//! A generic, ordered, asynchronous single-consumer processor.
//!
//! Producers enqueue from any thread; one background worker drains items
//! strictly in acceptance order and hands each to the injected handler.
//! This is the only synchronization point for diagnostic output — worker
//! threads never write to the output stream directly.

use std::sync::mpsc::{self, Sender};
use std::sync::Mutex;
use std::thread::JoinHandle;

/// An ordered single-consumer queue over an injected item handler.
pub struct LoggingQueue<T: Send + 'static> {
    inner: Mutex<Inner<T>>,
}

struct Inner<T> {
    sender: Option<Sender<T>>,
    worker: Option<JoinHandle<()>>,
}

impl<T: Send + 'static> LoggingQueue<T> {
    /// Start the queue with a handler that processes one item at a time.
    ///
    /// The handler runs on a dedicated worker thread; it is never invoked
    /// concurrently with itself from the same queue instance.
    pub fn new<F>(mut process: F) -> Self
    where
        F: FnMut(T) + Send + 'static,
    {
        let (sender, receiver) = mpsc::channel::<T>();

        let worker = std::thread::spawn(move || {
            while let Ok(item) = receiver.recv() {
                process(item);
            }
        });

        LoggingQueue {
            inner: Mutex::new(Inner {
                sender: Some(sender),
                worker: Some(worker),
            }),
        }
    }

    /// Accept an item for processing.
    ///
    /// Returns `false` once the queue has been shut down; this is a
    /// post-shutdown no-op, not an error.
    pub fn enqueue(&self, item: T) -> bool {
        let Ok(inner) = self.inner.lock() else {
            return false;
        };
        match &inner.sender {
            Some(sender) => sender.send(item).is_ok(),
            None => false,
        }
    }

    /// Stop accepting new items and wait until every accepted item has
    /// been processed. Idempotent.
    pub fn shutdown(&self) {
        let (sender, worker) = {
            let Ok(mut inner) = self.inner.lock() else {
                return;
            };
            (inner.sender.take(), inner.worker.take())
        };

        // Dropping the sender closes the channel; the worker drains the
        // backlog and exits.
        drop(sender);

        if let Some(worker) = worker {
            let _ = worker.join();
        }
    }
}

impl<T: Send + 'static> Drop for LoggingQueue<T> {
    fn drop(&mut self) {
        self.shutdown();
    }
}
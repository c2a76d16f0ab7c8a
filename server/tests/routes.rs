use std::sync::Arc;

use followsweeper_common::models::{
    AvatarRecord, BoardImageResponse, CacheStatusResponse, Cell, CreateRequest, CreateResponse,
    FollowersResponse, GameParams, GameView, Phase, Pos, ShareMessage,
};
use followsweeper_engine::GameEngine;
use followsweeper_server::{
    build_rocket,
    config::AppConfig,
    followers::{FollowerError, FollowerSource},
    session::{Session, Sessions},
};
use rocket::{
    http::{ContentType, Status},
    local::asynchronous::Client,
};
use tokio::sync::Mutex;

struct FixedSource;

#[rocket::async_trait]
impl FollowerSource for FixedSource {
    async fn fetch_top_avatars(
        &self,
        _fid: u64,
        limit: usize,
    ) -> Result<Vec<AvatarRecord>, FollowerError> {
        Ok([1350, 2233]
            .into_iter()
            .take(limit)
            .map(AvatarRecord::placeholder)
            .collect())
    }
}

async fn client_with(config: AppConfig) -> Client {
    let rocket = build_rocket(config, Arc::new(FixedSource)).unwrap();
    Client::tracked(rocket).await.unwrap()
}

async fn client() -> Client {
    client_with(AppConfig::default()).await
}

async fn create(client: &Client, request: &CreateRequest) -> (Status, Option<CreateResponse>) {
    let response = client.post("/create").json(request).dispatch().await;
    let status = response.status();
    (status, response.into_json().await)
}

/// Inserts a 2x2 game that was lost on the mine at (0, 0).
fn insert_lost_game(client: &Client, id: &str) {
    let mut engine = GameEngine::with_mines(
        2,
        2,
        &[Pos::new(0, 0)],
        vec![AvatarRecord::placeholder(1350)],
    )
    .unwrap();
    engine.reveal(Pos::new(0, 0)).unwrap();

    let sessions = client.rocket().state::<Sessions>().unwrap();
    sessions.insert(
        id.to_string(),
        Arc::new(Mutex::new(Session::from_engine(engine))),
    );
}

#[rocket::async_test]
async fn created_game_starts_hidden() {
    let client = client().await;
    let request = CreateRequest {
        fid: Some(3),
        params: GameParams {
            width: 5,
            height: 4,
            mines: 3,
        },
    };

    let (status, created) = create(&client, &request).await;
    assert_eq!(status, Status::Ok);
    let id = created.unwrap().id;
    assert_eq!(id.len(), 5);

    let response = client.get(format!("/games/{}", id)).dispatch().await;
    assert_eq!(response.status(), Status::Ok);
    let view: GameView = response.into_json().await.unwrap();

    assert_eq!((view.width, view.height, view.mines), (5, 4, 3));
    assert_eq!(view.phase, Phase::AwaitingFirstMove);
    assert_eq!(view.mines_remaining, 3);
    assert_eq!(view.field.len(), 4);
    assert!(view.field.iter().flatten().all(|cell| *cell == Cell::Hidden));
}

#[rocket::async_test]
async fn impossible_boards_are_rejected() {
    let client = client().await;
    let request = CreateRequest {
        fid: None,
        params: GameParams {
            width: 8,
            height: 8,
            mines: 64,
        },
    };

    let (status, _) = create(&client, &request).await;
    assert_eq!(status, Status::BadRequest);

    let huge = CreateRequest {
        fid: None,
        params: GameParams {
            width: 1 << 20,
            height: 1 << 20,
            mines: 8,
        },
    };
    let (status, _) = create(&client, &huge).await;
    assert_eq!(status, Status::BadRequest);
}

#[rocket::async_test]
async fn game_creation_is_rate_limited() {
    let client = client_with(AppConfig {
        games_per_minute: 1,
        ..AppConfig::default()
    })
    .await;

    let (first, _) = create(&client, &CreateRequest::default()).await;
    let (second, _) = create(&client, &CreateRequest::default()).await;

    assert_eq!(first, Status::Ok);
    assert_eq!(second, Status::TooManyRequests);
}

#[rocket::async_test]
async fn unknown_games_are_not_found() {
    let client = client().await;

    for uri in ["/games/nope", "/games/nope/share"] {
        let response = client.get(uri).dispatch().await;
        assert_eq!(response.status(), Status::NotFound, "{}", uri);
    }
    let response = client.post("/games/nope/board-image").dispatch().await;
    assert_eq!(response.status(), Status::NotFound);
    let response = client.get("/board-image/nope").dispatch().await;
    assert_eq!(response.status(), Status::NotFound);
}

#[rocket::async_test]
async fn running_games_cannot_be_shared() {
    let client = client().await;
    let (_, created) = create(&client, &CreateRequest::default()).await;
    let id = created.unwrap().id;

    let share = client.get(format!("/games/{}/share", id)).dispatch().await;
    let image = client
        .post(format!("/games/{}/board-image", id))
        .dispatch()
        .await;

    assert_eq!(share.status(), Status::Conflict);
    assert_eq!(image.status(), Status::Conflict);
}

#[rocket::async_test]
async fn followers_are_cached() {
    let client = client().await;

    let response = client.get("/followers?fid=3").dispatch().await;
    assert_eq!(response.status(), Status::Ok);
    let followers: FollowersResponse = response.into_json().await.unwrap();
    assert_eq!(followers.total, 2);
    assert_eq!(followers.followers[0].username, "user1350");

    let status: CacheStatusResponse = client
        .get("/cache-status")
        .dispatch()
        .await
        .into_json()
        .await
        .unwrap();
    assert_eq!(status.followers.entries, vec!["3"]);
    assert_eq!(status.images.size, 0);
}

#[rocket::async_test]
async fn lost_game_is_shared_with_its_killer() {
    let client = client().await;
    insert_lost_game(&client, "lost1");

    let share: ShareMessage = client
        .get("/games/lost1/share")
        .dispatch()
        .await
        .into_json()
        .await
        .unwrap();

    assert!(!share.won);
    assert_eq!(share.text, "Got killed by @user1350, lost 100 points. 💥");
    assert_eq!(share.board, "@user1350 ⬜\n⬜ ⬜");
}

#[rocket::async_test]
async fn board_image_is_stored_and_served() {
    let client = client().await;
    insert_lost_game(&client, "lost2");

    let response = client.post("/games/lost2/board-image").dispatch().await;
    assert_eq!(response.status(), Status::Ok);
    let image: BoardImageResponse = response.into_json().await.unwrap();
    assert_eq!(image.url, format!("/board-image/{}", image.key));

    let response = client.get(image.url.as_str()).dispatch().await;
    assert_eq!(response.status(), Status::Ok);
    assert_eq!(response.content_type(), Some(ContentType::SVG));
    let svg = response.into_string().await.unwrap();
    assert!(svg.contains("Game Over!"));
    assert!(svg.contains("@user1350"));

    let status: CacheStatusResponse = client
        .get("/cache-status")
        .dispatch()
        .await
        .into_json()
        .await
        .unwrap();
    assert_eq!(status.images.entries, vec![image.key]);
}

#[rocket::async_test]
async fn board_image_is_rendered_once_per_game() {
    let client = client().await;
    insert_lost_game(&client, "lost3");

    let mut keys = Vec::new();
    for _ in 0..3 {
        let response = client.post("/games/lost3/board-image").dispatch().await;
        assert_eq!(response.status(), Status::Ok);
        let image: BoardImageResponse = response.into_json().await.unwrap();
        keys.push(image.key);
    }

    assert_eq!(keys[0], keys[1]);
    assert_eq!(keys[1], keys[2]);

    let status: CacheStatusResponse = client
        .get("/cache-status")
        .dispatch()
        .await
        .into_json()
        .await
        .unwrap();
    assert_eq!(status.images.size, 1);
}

-- Work instruction --
Find the lines above that contain the word "ShareMessage" and copy each one.

-- Result --
    FollowersResponse, GameParams, GameView, Phase, Pos, ShareMessage,
    let share: ShareMessage = client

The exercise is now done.